Collected data
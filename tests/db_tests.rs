use anyhow::{Context, Result};
use sqlx::PgPool;
use std::env;
use zfd_cargo_bot::db::*;

/// Helper macro to skip tests when database is not available
macro_rules! skip_if_no_db {
    ($test_fn:expr) => {
        match setup_test_db().await {
            Ok(pool) => $test_fn(&pool).await,
            Err(_) => {
                eprintln!("Skipping test: Database not available");
                Ok(())
            }
        }
    };
}

async fn setup_test_db() -> Result<PgPool> {
    // Skip tests if no DATABASE_URL is provided
    let database_url = match env::var("DATABASE_URL") {
        Ok(url) => url,
        Err(_) => {
            eprintln!("Skipping database tests: DATABASE_URL not set");
            return Err(anyhow::anyhow!("Test database not configured"));
        }
    };

    let pool = PgPool::connect(&database_url)
        .await
        .context("Failed to connect to test database")?;

    init_database_schema(&pool).await?;

    Ok(pool)
}

/// Remove rows left over from a previous run of the same test. Each test uses
/// its own code/user prefix so tests can run in parallel against one database.
async fn cleanup(pool: &PgPool, code_prefix: &str, user_ids: &[i64]) -> Result<()> {
    sqlx::query("DELETE FROM tracks WHERE code LIKE $1")
        .bind(format!("{}%", code_prefix))
        .execute(pool)
        .await?;
    for user_id in user_ids {
        sqlx::query("DELETE FROM users WHERE user_id = $1")
            .bind(user_id)
            .execute(pool)
            .await?;
    }
    Ok(())
}

#[tokio::test]
async fn test_upsert_user_idempotent() -> Result<()> {
    skip_if_no_db!(test_upsert_user_idempotent_impl)
}

async fn test_upsert_user_idempotent_impl(pool: &PgPool) -> Result<()> {
    cleanup(pool, "UPSERT-", &[910_001]).await?;

    upsert_user(pool, 910_001, Some("alice"), Some("tj")).await?;
    upsert_user(pool, 910_001, Some("alice"), Some("tj")).await?;

    let row = sqlx::query_as::<_, (i64, Option<String>, String)>(
        "SELECT user_id, username, lang FROM users WHERE user_id = $1",
    )
    .bind(910_001i64)
    .fetch_all(pool)
    .await?;

    assert_eq!(row.len(), 1, "repeat upsert must not duplicate the row");
    assert_eq!(row[0].1.as_deref(), Some("alice"));
    assert_eq!(row[0].2, "tj");
    Ok(())
}

#[tokio::test]
async fn test_upsert_user_refreshes_handle_and_language() -> Result<()> {
    skip_if_no_db!(test_upsert_user_refreshes_impl)
}

async fn test_upsert_user_refreshes_impl(pool: &PgPool) -> Result<()> {
    cleanup(pool, "REFRESH-", &[910_002]).await?;

    upsert_user(pool, 910_002, Some("old_handle"), None).await?;
    assert_eq!(get_language(pool, 910_002).await?, "ru");

    upsert_user(pool, 910_002, Some("new_handle"), Some("uz")).await?;
    assert_eq!(get_language(pool, 910_002).await?, "uz");

    let (username,) =
        sqlx::query_as::<_, (Option<String>,)>("SELECT username FROM users WHERE user_id = $1")
            .bind(910_002i64)
            .fetch_one(pool)
            .await?;
    assert_eq!(username.as_deref(), Some("new_handle"));
    Ok(())
}

#[tokio::test]
async fn test_get_language_defaults_for_unknown_user() -> Result<()> {
    skip_if_no_db!(test_get_language_default_impl)
}

async fn test_get_language_default_impl(pool: &PgPool) -> Result<()> {
    assert_eq!(get_language(pool, -1).await?, "ru");
    Ok(())
}

#[tokio::test]
async fn test_claim_track_first_wins() -> Result<()> {
    skip_if_no_db!(test_claim_track_first_wins_impl)
}

async fn test_claim_track_first_wins_impl(pool: &PgPool) -> Result<()> {
    cleanup(pool, "CLAIM-A", &[]).await?;

    bulk_insert_tracks(pool, &["CLAIM-A1".to_string()]).await?;

    assert!(claim_track(pool, "CLAIM-A1", 111).await?);
    assert!(
        !claim_track(pool, "CLAIM-A1", 222).await?,
        "second claim must lose"
    );

    let track = find_track(pool, "CLAIM-A1").await?.expect("track exists");
    assert_eq!(track.user_id, Some(111));
    assert_eq!(track.status, DEFAULT_TRACK_STATUS);
    Ok(())
}

#[tokio::test]
async fn test_claim_track_concurrent_single_owner() -> Result<()> {
    skip_if_no_db!(test_claim_track_concurrent_impl)
}

async fn test_claim_track_concurrent_impl(pool: &PgPool) -> Result<()> {
    cleanup(pool, "CLAIM-B", &[]).await?;

    bulk_insert_tracks(pool, &["CLAIM-B1".to_string()]).await?;

    let (first, second) = tokio::join!(
        claim_track(pool, "CLAIM-B1", 333),
        claim_track(pool, "CLAIM-B1", 444),
    );
    let wins = [first?, second?].iter().filter(|won| **won).count();
    assert_eq!(wins, 1, "exactly one concurrent claim may win");

    let owner = find_track(pool, "CLAIM-B1").await?.unwrap().user_id;
    assert!(owner == Some(333) || owner == Some(444));
    Ok(())
}

#[tokio::test]
async fn test_upsert_track_status_preserves_owner() -> Result<()> {
    skip_if_no_db!(test_upsert_track_status_impl)
}

async fn test_upsert_track_status_impl(pool: &PgPool) -> Result<()> {
    cleanup(pool, "STATUS-", &[]).await?;

    // New track with no owner supplied
    let owner = upsert_track_status(pool, "STATUS-1", "На складе", None).await?;
    assert_eq!(owner, None);

    assert!(claim_track(pool, "STATUS-1", 555).await?);

    // Update with no owner supplied keeps the claim and reports the owner
    let owner = upsert_track_status(pool, "STATUS-1", "Выдан", None).await?;
    assert_eq!(owner, Some(555));

    let track = find_track(pool, "STATUS-1").await?.unwrap();
    assert_eq!(track.user_id, Some(555));
    assert_eq!(track.status, "Выдан");
    Ok(())
}

#[tokio::test]
async fn test_bulk_insert_counts_only_new_codes() -> Result<()> {
    skip_if_no_db!(test_bulk_insert_impl)
}

async fn test_bulk_insert_impl(pool: &PgPool) -> Result<()> {
    cleanup(pool, "BULK-", &[]).await?;

    let codes = vec![
        "BULK-1".to_string(),
        "BULK-2".to_string(),
        "BULK-1".to_string(), // duplicate inside the batch
    ];
    assert_eq!(bulk_insert_tracks(pool, &codes).await?, 2);

    // Re-uploading the same file inserts nothing new
    assert_eq!(bulk_insert_tracks(pool, &codes).await?, 0);

    let track = find_track(pool, "BULK-2").await?.unwrap();
    assert_eq!(track.status, DEFAULT_TRACK_STATUS);
    assert_eq!(track.user_id, None);
    Ok(())
}

#[tokio::test]
async fn test_list_tracks_most_recently_updated_first() -> Result<()> {
    skip_if_no_db!(test_list_tracks_impl)
}

async fn test_list_tracks_impl(pool: &PgPool) -> Result<()> {
    cleanup(pool, "LIST-", &[]).await?;

    bulk_insert_tracks(pool, &["LIST-1".to_string(), "LIST-2".to_string()]).await?;
    assert!(claim_track(pool, "LIST-1", 666).await?);
    assert!(claim_track(pool, "LIST-2", 666).await?);

    // Touch LIST-1 so it becomes the most recently updated
    upsert_track_status(pool, "LIST-1", "Выдан", None).await?;

    let tracks = list_tracks_for_user(pool, 666).await?;
    let codes: Vec<&str> = tracks.iter().map(|t| t.code.as_str()).collect();
    assert_eq!(codes, vec!["LIST-1", "LIST-2"]);
    Ok(())
}

#[tokio::test]
async fn test_delete_track() -> Result<()> {
    skip_if_no_db!(test_delete_track_impl)
}

async fn test_delete_track_impl(pool: &PgPool) -> Result<()> {
    cleanup(pool, "DEL-", &[]).await?;

    bulk_insert_tracks(pool, &["DEL-11".to_string()]).await?;

    assert!(delete_track(pool, "DEL-11").await?);
    assert!(
        !delete_track(pool, "DEL-11").await?,
        "deleting a missing track is a quiet no-op"
    );
    assert!(find_track(pool, "DEL-11").await?.is_none());
    Ok(())
}

#[tokio::test]
async fn test_counts() -> Result<()> {
    skip_if_no_db!(test_counts_impl)
}

async fn test_counts_impl(pool: &PgPool) -> Result<()> {
    cleanup(pool, "COUNT-", &[910_003]).await?;

    let tracks_before = count_tracks(pool).await?;
    let users_before = count_users(pool).await?;

    bulk_insert_tracks(pool, &["COUNT-1".to_string()]).await?;
    upsert_user(pool, 910_003, None, None).await?;

    // Other tests may insert rows in parallel, so only a lower bound holds.
    assert!(count_tracks(pool).await? >= tracks_before + 1);
    assert!(count_users(pool).await? >= users_before + 1);
    Ok(())
}

#[tokio::test]
async fn test_list_user_ids_contains_upserted_user() -> Result<()> {
    skip_if_no_db!(test_list_user_ids_impl)
}

async fn test_list_user_ids_impl(pool: &PgPool) -> Result<()> {
    cleanup(pool, "IDS-", &[910_004]).await?;

    upsert_user(pool, 910_004, None, None).await?;
    let ids = list_user_ids(pool).await?;
    assert!(ids.contains(&910_004));
    Ok(())
}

## Instructions to follow
Tell how many lines in the entries above include the word "iter", and respond with the number alone.

## Reply to the exercise
2